// src/livesync.rs

//! Live-sync notification hub.
//!
//! In watch mode with `sync = true`, rebuilt artifacts are announced to
//! connected browser clients: stylesheet changes are injected in place,
//! script changes trigger a full reload. The HTTP proxy and the browser
//! transport live outside this crate; they subscribe to the hub and relay
//! [`Notification`]s.

use std::fmt;
use std::sync::{Arc, OnceLock};

use regex::Regex;
use tokio::sync::broadcast;
use tracing::{debug, info};

use crate::errors::{AssetflowError, Result};

/// Capacity of the broadcast buffer; slow clients past this lag and skip.
const CHANNEL_CAPACITY: usize = 64;

/// Message pushed to connected clients.
#[derive(Debug, Clone, PartialEq, Eq)]
pub enum Notification {
    /// Reload the whole page.
    Reload,
    /// Swap the stylesheet at `path` without reloading.
    InjectCss { path: String },
}

struct Hub {
    target: String,
    tx: broadcast::Sender<Notification>,
}

/// Cheap, cloneable handle to the running hub. Dropping the last handle
/// closes every subscription.
#[derive(Clone)]
pub struct LiveSyncHandle {
    inner: Arc<Hub>,
}

impl fmt::Debug for LiveSyncHandle {
    fn fmt(&self, f: &mut fmt::Formatter<'_>) -> fmt::Result {
        f.debug_struct("LiveSyncHandle")
            .field("target", &self.inner.target)
            .field("clients", &self.client_count())
            .finish()
    }
}

impl LiveSyncHandle {
    /// Start the hub in front of `target` (the upstream site URL).
    pub fn start(target: &str) -> Result<Self> {
        validate_target(target)?;
        let (tx, _rx) = broadcast::channel(CHANNEL_CAPACITY);
        info!(target = %target, "live-sync started");
        Ok(Self {
            inner: Arc::new(Hub {
                target: target.to_string(),
                tx,
            }),
        })
    }

    pub fn target(&self) -> &str {
        &self.inner.target
    }

    /// Register a client.
    pub fn subscribe(&self) -> broadcast::Receiver<Notification> {
        self.inner.tx.subscribe()
    }

    pub fn client_count(&self) -> usize {
        self.inner.tx.receiver_count()
    }

    /// Push a notification to every connected client; returns how many
    /// received it. No clients is not an error.
    pub fn notify(&self, notification: Notification) -> usize {
        match self.inner.tx.send(notification.clone()) {
            Ok(n) => {
                info!(?notification, clients = n, "live-sync notification sent");
                n
            }
            Err(_) => {
                debug!(?notification, "no live-sync clients connected");
                0
            }
        }
    }
}

fn url_regex() -> &'static Regex {
    static RE: OnceLock<Regex> = OnceLock::new();
    RE.get_or_init(|| {
        Regex::new(r"^https?://[A-Za-z0-9.\-_~]+(:[0-9]{1,5})?(/[^\s]*)?$")
            .expect("static regex is valid")
    })
}

/// `sync = true` requires an absolute http(s) URL.
pub fn validate_target(target: &str) -> Result<()> {
    if url_regex().is_match(target) {
        Ok(())
    } else {
        Err(AssetflowError::LiveSync(format!(
            "syncTarget must be an http(s) URL (got '{target}')"
        )))
    }
}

**Task statement:** Your answer should be the lines of the records that hold the string "usize".

**Output of the task:**
const CHANNEL_CAPACITY: usize = 64;
    pub fn client_count(&self) -> usize {
    pub fn notify(&self, notification: Notification) -> usize {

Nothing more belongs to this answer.